→ EXERCISE AIM
Your answer should be an exact copy of the lines from the start of the entries to the line containing "use crate::values::Value;", both included.

########

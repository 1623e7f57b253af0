use crate::config::NullJsonStringification;
use crate::descriptor::{Descriptor, TypeBehavior};
use crate::error::{Result, TypeError};
use crate::types::{DataType, TypeId};
use crate::values::Value;

/// How a host `Null` written to this JSON descriptor is treated.
///
/// The descriptor's own option wins over the dialect-wide setting.
pub fn null_json_policy(d: &Descriptor) -> NullJsonStringification {
    let own = match d.data_type() {
        DataType::Json(options) | DataType::Jsonb(options) => options.null_json,
        _ => None,
    };
    own.or_else(|| d.dialect().map(|d| d.options().null_json_stringification))
        .unwrap_or_default()
}

/// JSON and JSONB documents.
#[derive(Debug, Clone, Copy, Default)]
pub struct JsonType;

impl TypeBehavior for JsonType {
    fn storage_type(&self, d: &Descriptor) -> Result<String> {
        Ok(if d.type_id() == TypeId::Jsonb {
            "JSONB".to_string()
        } else {
            "JSON".to_string()
        })
    }

    fn validate(&self, d: &Descriptor, value: &Value) -> Result<()> {
        if value.is_null() && null_json_policy(d) == NullJsonStringification::Explicit {
            return Err(TypeError::mismatch(
                value,
                "null is ambiguous for a JSON attribute: pass a JSON null document or an SQL NULL explicitly",
            ));
        }
        value
            .to_json()
            .map(|_| ())
            .map_err(|e| TypeError::mismatch(value, format!("{value} is not valid JSON: {e}")))
    }

    fn parse_from_storage(&self, d: &Descriptor, raw: Value) -> Result<Value> {
        let parsed = match &raw {
            Value::Json(_) => return Ok(raw),
            Value::String(s) => serde_json::from_str(s).ok(),
            Value::Bytes(bytes) => serde_json::from_slice(bytes).ok(),
            _ => None,
        };
        parsed
            .map(Value::Json)
            .ok_or_else(|| TypeError::invalid_storage_value(d.type_id(), &raw))
    }

    fn to_transport(&self, _d: &Descriptor, value: &Value) -> Result<Value> {
        Ok(Value::String(value.to_json()?.to_string()))
    }

    fn accepts_null(&self, d: &Descriptor) -> bool {
        null_json_policy(d) != NullJsonStringification::Sql
    }

    fn are_equivalent(&self, _d: &Descriptor, a: &Value, b: &Value) -> bool {
        match (a.to_json(), b.to_json()) {
            (Ok(x), Ok(y)) => x == y,
            _ => a == b,
        }
    }
}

########

→ SOLUTION
repository 1623e7f57b253af0
use crate::config::NullJsonStringification;
use crate::descriptor::{Descriptor, TypeBehavior};
use crate::error::{Result, TypeError};
use crate::types::{DataType, TypeId};
use crate::values::Value;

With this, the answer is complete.